## Problem
Bring together copies of the lines in the data below that contain the word "execution".

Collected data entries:
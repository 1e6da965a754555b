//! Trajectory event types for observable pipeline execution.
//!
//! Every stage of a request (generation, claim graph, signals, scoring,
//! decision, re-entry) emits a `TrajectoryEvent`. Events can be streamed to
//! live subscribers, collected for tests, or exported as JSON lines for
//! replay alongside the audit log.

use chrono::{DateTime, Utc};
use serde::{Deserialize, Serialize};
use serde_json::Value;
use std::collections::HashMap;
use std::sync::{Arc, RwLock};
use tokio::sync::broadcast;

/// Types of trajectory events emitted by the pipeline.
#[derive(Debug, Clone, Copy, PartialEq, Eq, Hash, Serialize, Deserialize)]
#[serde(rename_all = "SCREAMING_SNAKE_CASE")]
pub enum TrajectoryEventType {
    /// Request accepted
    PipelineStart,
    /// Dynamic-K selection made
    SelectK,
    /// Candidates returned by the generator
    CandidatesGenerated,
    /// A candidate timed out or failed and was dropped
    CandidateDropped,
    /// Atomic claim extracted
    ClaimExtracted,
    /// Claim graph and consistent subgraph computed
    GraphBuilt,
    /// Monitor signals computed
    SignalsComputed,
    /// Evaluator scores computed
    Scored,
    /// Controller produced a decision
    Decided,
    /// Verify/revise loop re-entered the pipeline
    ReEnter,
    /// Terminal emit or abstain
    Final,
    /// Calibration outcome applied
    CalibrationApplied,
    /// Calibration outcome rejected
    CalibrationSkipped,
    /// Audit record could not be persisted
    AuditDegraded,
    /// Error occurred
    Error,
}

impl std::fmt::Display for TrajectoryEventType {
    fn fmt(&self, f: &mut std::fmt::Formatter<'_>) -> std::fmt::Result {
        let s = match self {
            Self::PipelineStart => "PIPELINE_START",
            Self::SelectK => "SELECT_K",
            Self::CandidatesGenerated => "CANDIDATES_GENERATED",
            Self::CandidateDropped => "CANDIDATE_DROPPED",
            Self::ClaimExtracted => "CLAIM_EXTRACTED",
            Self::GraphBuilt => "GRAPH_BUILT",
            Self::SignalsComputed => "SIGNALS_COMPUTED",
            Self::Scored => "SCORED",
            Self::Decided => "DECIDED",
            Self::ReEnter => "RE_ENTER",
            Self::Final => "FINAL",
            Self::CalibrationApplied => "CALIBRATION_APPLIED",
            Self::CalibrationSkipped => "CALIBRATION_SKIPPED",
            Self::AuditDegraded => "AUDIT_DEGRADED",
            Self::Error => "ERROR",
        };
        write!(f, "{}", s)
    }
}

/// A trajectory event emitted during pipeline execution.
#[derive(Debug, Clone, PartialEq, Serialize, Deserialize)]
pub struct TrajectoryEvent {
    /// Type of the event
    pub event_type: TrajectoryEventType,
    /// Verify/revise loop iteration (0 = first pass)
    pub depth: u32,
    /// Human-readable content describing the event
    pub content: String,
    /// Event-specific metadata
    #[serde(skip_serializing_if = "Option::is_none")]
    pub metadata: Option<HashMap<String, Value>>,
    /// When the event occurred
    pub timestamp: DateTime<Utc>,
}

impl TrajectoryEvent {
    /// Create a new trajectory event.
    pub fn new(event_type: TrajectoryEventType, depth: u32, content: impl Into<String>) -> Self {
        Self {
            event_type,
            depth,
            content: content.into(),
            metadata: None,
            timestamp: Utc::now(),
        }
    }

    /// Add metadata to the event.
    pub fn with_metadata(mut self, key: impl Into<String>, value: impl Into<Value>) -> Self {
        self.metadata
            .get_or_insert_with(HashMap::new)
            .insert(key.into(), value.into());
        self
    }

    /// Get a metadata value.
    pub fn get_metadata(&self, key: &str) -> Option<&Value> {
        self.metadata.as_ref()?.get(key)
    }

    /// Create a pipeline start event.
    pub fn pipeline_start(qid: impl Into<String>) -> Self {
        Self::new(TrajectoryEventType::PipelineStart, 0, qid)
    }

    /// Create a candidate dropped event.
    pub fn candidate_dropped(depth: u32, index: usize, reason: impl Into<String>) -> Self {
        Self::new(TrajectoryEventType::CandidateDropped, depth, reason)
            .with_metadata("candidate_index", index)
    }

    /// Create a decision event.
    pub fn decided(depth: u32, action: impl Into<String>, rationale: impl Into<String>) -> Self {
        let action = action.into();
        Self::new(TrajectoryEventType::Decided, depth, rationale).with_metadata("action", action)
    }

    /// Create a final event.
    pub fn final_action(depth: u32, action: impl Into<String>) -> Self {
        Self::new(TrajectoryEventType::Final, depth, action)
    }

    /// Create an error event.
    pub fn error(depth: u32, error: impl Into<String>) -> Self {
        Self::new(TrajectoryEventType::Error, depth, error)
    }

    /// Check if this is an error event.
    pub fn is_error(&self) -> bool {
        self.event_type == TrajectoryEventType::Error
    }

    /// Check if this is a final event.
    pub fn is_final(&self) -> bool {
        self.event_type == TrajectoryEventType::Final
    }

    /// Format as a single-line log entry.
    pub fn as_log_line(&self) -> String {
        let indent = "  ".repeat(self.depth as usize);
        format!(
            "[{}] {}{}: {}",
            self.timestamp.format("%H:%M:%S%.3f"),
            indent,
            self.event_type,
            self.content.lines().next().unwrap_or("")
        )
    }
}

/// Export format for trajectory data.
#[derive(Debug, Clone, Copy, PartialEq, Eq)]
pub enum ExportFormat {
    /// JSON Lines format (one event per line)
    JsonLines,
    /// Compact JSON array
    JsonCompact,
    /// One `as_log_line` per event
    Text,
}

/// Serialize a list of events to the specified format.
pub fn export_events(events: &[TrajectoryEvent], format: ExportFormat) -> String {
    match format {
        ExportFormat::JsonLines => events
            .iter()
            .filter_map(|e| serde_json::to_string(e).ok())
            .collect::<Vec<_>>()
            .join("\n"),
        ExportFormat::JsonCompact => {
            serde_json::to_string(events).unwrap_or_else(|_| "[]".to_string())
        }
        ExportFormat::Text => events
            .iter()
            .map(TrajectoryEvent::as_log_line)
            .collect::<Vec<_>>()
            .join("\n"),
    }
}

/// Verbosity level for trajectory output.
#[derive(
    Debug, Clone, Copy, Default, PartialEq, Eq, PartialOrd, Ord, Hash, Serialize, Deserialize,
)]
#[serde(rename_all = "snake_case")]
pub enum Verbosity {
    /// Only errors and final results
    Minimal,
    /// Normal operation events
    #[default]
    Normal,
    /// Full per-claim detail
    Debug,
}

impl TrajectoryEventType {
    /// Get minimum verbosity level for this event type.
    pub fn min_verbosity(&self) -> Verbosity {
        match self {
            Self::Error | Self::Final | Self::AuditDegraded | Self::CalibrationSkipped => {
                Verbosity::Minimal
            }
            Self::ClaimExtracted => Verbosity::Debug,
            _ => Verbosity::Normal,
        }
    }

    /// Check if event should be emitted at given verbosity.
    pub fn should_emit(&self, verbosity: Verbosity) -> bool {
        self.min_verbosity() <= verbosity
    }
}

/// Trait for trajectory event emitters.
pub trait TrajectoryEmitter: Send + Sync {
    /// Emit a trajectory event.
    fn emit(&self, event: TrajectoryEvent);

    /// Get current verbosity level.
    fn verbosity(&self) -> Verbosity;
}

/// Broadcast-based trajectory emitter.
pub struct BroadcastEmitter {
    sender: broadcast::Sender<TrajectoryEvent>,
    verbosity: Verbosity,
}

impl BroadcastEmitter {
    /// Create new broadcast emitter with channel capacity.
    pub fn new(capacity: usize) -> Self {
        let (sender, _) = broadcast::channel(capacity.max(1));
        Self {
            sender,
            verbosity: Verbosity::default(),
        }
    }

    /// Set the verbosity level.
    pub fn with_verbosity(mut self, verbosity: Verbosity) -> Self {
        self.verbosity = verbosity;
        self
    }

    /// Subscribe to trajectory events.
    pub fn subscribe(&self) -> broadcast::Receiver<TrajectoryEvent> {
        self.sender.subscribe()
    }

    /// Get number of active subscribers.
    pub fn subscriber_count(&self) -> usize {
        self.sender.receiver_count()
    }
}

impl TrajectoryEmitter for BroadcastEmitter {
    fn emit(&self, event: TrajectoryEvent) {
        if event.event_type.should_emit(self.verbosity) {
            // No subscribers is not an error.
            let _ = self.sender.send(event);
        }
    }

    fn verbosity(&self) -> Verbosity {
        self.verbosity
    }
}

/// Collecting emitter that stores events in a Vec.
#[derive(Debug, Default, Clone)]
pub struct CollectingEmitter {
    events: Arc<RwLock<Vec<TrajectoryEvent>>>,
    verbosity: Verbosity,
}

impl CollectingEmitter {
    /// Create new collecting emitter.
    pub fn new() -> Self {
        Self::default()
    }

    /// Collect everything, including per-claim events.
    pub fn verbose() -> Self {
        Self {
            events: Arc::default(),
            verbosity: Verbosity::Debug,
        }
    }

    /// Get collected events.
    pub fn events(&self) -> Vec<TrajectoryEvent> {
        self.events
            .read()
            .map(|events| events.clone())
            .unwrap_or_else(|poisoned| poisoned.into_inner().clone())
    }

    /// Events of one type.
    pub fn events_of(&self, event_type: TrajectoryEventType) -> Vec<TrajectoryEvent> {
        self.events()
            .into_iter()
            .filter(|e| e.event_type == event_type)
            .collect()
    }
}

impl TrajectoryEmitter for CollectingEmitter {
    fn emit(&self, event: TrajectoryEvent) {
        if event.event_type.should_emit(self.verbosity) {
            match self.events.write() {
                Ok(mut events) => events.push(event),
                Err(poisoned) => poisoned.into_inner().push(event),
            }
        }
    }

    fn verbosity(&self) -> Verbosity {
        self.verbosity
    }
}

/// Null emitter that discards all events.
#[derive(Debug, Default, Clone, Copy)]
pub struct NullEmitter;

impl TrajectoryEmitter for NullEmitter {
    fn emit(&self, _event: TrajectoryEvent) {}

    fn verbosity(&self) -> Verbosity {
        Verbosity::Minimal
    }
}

## Solution to this problem
//! Trajectory event types for observable pipeline execution.
/// A trajectory event emitted during pipeline execution.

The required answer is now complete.